Researchers also want to determine whether some somatic mutations benefit us. Scientists have found that individual cells can gain from certain changes that give them and their descendants, known as a clone, a competitive advantage over other clones. However, what’s good for specific cells isn’t necessarily good for the tissues they inhabit—cancer is a prime example—and whether any somatic changes improve our overall health is unclear. But some evidence hints they can. For example, scientists have found that clones carrying certain mutations have an advantage in people with fatty liver disease, a condition in which fat accumulates in the organ and can cause it to fail. Those findings raise the possibility that the alterations help the liver cope with disease.
To test that idea, liver biologist Hao Zhu of the University of Texas Southwestern Medical Center and colleagues mimicked gene-disabling somatic mutations in mice with nonalcoholic steatohepatitis (NASH), a type of fatty liver disease that is increasingly common in people. The researchers deleted each of 63 genes linked to NASH from a subset of cells in the livers of the animals. Six months later, the team found, clones missing some of the genes had the upper hand. Because these elite clones grew faster, Zhu and colleagues next asked what would happen if one of them prevailed, expanding so much that it replaced its rivals. To find out, they deleted some of the genes throughout the rodents’ livers. For three of the genes, the mice gained protection against fatty liver disease, accumulating less fat and incurring less tissue damage. Liver clones probably grow too slowly in people to reverse fatty liver disease, Zhu says, but the discovery could point to new treatments.

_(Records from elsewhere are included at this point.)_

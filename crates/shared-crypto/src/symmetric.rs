//! # Symmetric Encryption
//!
//! AES-CBC with byte-value padding, the payload cipher of the ticket envelope.
//!
//! ## Padding
//!
//! Encryption always appends `n` bytes of value `n` (1..=16). Decryption reads
//! the pad length from the final byte and only rejects it when it exceeds the
//! plaintext length; the pad bytes themselves are not inspected.
//!
//! ## IV discipline
//!
//! A response is encrypted under the request's key, so it must use a
//! different IV. [`Iv::flipped`] derives one by flipping the lowest bit of the
//! first byte.

use crate::CryptoError;
use aes::cipher::block_padding::{NoPadding, Pkcs7};
use aes::cipher::{BlockDecryptMut, BlockEncryptMut, KeyIvInit};
use aes::{Aes128, Aes192, Aes256};
use zeroize::{Zeroize, ZeroizeOnDrop};

/// AES block size in bytes.
pub const BLOCK_SIZE: usize = 16;

/// Accepted AES key sizes (AES-128, AES-192, AES-256).
pub const KEY_SIZES: &[usize] = &[16, 24, 32];

/// AES key recovered from (or placed into) an envelope.
#[derive(Clone, Zeroize, ZeroizeOnDrop)]
pub struct SymmetricKey(Vec<u8>);

impl SymmetricKey {
    /// Create from bytes. The length selects AES-128/192/256.
    pub fn from_bytes(bytes: Vec<u8>) -> Result<Self, CryptoError> {
        if !KEY_SIZES.contains(&bytes.len()) {
            return Err(CryptoError::InvalidKeyLength {
                expected: KEY_SIZES,
                actual: bytes.len(),
            });
        }
        Ok(Self(bytes))
    }

    /// Generate a random AES-256 key.
    pub fn generate() -> Self {
        let mut bytes = vec![0u8; 32];
        rand::RngCore::fill_bytes(&mut rand::thread_rng(), &mut bytes);
        Self(bytes)
    }

    /// Get inner bytes.
    pub fn as_bytes(&self) -> &[u8] {
        &self.0
    }
}

impl std::fmt::Debug for SymmetricKey {
    fn fmt(&self, f: &mut std::fmt::Formatter<'_>) -> std::fmt::Result {
        write!(f, "SymmetricKey(AES-{}, ..)", self.0.len() * 8)
    }
}

/// CBC initialization vector.
#[derive(Clone, Copy, Debug, PartialEq, Eq)]
pub struct Iv([u8; BLOCK_SIZE]);

impl Iv {
    /// Create from bytes.
    pub fn from_bytes(bytes: [u8; BLOCK_SIZE]) -> Self {
        Self(bytes)
    }

    /// Create from a slice, which must be exactly one block long.
    pub fn from_slice(bytes: &[u8]) -> Result<Self, CryptoError> {
        let array: [u8; BLOCK_SIZE] = bytes.try_into().map_err(|_| CryptoError::InvalidIvLength {
            expected: BLOCK_SIZE,
            actual: bytes.len(),
        })?;
        Ok(Self(array))
    }

    /// Generate a random IV.
    pub fn generate() -> Self {
        let mut bytes = [0u8; BLOCK_SIZE];
        rand::RngCore::fill_bytes(&mut rand::thread_rng(), &mut bytes);
        Self(bytes)
    }

    /// IV for the response to a request sent under `self`. Differs in exactly
    /// one bit.
    pub fn flipped(&self) -> Self {
        let mut bytes = self.0;
        bytes[0] ^= 1;
        Self(bytes)
    }

    /// Get inner bytes.
    pub fn as_bytes(&self) -> &[u8; BLOCK_SIZE] {
        &self.0
    }
}

/// Encrypt `plaintext` with AES-CBC, appending byte-value padding.
///
/// The ciphertext is always a non-zero multiple of [`BLOCK_SIZE`].
pub fn encrypt(key: &SymmetricKey, iv: &Iv, plaintext: &[u8]) -> Result<Vec<u8>, CryptoError> {
    macro_rules! seal {
        ($aes:ty) => {
            cbc::Encryptor::<$aes>::new_from_slices(key.as_bytes(), iv.as_bytes())
                .map(|cipher| cipher.encrypt_padded_vec_mut::<Pkcs7>(plaintext))
                .map_err(|e| CryptoError::EncryptionFailed(e.to_string()))
        };
    }

    match key.as_bytes().len() {
        16 => seal!(Aes128),
        24 => seal!(Aes192),
        32 => seal!(Aes256),
        actual => Err(CryptoError::InvalidKeyLength {
            expected: KEY_SIZES,
            actual,
        }),
    }
}

/// Decrypt AES-CBC `ciphertext` and strip byte-value padding.
///
/// # Errors
///
/// - `CryptoError::DecryptionFailed` if the ciphertext is not block aligned
/// - `CryptoError::EmptyPlaintext` if there is nothing to unpad
/// - `CryptoError::InvalidPadding` if the pad length exceeds the plaintext
pub fn decrypt(key: &SymmetricKey, iv: &Iv, ciphertext: &[u8]) -> Result<Vec<u8>, CryptoError> {
    macro_rules! open {
        ($aes:ty) => {
            cbc::Decryptor::<$aes>::new_from_slices(key.as_bytes(), iv.as_bytes())
                .map_err(|e| CryptoError::DecryptionFailed(e.to_string()))?
                .decrypt_padded_vec_mut::<NoPadding>(ciphertext)
                .map_err(|_| {
                    CryptoError::DecryptionFailed(format!(
                        "ciphertext length {} is not a multiple of the block size",
                        ciphertext.len()
                    ))
                })?
        };
    }

    let plaintext = match key.as_bytes().len() {
        16 => open!(Aes128),
        24 => open!(Aes192),
        32 => open!(Aes256),
        actual => {
            return Err(CryptoError::InvalidKeyLength {
                expected: KEY_SIZES,
                actual,
            })
        }
    };

    strip_padding(plaintext)
}

fn strip_padding(mut plaintext: Vec<u8>) -> Result<Vec<u8>, CryptoError> {
    let pad_length = match plaintext.last() {
        Some(&last) => last as usize,
        None => return Err(CryptoError::EmptyPlaintext),
    };
    if pad_length > plaintext.len() {
        return Err(CryptoError::InvalidPadding);
    }
    plaintext.truncate(plaintext.len() - pad_length);
    Ok(plaintext)
}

By providing the first bodywide reference for somatic mutations, SMaHT will help scientists investigate their roles. However, finding these mutations is challenging. Researchers and clinical labs are adept at uncovering mutations in tumors, but those alterations are typically found in a large fraction of the abnormal cells. In contrast, some somatic mutations occur in less than 1% of cells in a tissue. Today’s DNA-decoding technology can miss such rare mutations because it has a relatively high error rate. Moreover, researchers often sequence DNA from multiple cells simultaneously, which can swamp rare changes. “You are looking for a signal that is hidden among noise,” says geneticist Martin Breuss of the University of Colorado School of Medicine.
For SMaHT, five groups of researchers plan to use several techniques to ferret out and verify these hidden signals. Doddapaneni, his Baylor colleague Rui Chen, and their team, for example, will deploy not just conventional whole genome DNA sequencing, but also two types of RNA sequencing, which can help confirm some variants and identify the types of cells carrying them. To weed out errors, they will also use duplex sequencing, a less common technique that decodes both strands of DNA’s double helix to reduce mistakes and pinpoint rare mutations.
The remaining SMaHT-funded teams will tackle a variety of projects. Geneticist Kathleen Burns of the Dana-Farber Cancer Institute and her colleagues want to better define the role of transposons, lengths of DNA that modify the genome by moving from place to place. The researchers will develop ways to identify restless elements that are primed to relocate and pin down where in the genome they insert. Work by other groups will include probing how somatic mutations affect gene activity and developing new approaches for sequencing the genomes of single cells.
SMaHT won’t answer every question about somatic mutations. Walsh notes that although the program will obtain tissues from people of different ages, it won’t include samples taken over time from the same person, making it harder to understand the mutations’ role in aging, he says. But it is a key next step in what Landau calls “a huge revolution in human genetics.” He is eager to see the results. “We are just at the beginning of this incredible adventure.”